**Problem statement:** The response should contain only those lines of the entries below that include the string "Option".

___ Input data

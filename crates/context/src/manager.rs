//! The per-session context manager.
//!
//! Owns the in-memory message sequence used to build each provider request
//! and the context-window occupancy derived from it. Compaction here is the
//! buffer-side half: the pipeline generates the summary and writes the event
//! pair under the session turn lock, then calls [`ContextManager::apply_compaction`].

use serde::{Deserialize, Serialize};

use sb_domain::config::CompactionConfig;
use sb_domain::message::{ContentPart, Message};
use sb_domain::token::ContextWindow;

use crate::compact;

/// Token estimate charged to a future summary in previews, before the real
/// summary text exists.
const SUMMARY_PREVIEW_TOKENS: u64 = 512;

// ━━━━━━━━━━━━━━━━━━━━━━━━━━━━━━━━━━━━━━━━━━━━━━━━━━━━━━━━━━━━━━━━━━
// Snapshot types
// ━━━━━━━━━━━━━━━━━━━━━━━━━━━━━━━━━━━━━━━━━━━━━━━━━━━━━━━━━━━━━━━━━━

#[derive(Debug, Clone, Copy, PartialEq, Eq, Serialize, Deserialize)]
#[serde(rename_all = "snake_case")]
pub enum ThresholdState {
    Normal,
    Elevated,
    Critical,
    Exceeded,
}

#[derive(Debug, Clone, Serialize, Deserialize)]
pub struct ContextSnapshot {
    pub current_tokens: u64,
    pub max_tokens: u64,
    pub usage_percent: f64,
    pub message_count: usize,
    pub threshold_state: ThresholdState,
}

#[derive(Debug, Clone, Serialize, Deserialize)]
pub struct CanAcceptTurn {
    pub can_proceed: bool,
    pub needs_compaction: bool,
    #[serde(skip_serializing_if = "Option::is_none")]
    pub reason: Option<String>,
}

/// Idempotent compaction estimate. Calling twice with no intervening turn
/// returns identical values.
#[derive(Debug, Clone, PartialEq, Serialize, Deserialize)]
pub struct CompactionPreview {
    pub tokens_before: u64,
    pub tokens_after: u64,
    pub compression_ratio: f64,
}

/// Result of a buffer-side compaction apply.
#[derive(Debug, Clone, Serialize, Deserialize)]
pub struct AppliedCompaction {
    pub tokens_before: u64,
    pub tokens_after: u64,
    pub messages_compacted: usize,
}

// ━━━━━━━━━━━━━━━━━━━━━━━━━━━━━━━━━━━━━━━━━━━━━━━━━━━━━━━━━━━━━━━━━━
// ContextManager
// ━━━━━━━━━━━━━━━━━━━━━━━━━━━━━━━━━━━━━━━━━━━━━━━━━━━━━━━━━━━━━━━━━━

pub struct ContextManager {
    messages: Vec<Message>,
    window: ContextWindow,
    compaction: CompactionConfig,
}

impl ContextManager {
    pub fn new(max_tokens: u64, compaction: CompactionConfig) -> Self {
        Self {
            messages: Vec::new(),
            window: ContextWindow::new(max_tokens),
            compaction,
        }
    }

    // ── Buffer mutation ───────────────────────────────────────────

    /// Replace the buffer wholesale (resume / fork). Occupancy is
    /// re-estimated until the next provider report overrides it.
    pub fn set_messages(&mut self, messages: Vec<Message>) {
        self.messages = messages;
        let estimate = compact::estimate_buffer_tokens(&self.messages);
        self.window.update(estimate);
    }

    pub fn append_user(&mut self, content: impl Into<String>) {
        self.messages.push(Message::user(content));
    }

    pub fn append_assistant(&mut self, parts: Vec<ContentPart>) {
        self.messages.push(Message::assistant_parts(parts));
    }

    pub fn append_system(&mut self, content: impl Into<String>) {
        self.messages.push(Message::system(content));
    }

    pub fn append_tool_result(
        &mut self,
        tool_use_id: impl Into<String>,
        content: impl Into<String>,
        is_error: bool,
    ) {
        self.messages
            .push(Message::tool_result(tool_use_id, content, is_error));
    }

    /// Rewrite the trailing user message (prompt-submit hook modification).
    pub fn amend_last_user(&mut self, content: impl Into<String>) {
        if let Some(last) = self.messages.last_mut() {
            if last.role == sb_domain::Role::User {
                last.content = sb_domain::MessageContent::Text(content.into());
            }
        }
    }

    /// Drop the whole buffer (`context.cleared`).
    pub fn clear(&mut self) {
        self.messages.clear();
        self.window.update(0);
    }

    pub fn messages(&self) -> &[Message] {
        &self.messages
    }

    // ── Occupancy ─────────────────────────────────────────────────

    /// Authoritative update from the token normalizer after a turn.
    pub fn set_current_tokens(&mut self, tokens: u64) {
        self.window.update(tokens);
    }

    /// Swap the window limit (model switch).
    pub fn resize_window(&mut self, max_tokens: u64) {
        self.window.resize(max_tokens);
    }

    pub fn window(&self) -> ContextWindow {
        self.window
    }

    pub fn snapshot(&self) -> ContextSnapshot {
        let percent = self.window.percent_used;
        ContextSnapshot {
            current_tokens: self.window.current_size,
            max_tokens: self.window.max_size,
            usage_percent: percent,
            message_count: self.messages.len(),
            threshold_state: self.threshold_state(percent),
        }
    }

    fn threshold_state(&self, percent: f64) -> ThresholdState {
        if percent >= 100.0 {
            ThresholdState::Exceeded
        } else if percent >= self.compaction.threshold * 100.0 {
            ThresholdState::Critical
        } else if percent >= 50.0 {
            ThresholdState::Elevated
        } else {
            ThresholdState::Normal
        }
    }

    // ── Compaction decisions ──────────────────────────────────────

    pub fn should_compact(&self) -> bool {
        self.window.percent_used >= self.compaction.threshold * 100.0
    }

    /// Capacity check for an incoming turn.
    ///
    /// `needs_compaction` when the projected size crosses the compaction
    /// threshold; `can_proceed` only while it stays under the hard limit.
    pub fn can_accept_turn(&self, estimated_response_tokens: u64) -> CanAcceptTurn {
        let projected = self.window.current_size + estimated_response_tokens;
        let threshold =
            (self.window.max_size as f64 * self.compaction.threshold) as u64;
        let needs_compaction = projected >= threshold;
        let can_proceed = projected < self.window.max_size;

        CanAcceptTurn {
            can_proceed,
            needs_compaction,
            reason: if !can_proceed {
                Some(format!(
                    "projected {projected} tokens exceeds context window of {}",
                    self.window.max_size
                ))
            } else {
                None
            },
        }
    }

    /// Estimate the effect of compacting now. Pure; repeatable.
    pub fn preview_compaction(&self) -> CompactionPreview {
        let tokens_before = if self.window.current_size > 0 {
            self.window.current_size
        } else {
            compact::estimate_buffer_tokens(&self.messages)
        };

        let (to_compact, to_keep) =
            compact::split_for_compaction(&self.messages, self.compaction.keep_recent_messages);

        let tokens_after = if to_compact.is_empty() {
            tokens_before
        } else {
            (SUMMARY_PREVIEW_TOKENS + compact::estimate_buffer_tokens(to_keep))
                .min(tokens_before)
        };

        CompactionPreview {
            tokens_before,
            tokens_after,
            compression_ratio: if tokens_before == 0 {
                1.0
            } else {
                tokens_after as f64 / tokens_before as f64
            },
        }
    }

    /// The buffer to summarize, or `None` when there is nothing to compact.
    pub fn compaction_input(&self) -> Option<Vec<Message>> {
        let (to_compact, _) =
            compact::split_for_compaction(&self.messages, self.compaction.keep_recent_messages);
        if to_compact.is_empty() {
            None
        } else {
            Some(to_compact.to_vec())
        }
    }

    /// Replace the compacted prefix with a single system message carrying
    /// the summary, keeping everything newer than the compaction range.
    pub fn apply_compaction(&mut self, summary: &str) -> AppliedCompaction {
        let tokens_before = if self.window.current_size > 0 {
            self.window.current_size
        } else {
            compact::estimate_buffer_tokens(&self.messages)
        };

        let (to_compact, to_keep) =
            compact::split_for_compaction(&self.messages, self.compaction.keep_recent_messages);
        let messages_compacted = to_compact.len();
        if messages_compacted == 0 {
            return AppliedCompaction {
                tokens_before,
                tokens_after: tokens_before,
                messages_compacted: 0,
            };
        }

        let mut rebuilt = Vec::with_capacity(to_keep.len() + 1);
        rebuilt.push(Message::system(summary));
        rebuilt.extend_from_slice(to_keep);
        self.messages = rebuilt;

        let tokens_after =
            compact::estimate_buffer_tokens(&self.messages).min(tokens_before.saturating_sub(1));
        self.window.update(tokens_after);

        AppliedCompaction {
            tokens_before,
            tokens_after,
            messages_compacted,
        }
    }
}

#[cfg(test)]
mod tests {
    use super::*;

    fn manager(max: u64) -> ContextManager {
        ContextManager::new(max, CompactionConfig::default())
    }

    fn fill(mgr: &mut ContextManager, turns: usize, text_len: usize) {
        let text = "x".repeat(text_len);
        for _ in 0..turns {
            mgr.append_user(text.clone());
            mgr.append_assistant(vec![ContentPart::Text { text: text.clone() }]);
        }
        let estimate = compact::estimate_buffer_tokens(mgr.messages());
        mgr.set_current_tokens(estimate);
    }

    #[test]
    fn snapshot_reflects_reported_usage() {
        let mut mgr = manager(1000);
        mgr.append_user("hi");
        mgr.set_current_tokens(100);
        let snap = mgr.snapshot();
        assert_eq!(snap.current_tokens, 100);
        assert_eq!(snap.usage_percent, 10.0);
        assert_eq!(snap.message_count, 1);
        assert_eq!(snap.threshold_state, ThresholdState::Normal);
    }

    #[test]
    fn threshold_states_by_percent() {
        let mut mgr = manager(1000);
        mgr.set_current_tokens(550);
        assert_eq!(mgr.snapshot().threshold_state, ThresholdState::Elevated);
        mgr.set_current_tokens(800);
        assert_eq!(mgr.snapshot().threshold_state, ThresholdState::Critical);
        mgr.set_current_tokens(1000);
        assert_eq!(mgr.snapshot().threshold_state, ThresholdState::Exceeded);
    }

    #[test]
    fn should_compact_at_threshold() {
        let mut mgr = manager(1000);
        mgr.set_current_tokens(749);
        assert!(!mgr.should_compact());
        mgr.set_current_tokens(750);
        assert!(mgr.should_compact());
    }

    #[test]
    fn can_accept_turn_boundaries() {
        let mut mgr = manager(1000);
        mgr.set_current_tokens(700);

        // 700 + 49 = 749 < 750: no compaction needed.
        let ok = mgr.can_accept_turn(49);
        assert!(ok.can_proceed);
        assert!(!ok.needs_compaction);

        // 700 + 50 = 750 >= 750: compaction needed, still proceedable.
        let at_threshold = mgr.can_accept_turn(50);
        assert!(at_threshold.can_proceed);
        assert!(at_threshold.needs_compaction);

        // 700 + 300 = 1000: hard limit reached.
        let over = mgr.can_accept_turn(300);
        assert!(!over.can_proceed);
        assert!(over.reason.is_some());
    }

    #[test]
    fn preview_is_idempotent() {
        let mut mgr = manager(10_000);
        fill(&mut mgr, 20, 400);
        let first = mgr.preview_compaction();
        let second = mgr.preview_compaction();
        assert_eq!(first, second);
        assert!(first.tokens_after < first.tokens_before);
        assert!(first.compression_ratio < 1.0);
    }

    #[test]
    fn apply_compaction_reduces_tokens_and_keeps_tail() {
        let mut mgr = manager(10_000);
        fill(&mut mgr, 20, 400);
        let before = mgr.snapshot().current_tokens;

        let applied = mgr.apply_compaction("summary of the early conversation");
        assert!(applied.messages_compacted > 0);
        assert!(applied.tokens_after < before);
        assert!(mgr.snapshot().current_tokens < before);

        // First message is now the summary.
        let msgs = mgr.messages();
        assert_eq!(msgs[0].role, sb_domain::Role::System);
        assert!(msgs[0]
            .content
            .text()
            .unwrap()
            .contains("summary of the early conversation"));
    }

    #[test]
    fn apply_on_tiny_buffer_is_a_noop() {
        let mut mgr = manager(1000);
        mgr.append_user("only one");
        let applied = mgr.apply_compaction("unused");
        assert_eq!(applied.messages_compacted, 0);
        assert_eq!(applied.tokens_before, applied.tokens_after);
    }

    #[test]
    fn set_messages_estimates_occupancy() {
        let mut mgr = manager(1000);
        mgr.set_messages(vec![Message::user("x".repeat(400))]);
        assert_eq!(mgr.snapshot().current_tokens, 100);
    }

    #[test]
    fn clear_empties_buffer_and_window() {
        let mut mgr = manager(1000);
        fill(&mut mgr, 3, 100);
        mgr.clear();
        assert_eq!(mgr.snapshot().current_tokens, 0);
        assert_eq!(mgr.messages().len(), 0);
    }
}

______

**Response box:**
    #[serde(skip_serializing_if = "Option::is_none")]
    pub reason: Option<String>,
    pub fn compaction_input(&self) -> Option<Vec<Message>> {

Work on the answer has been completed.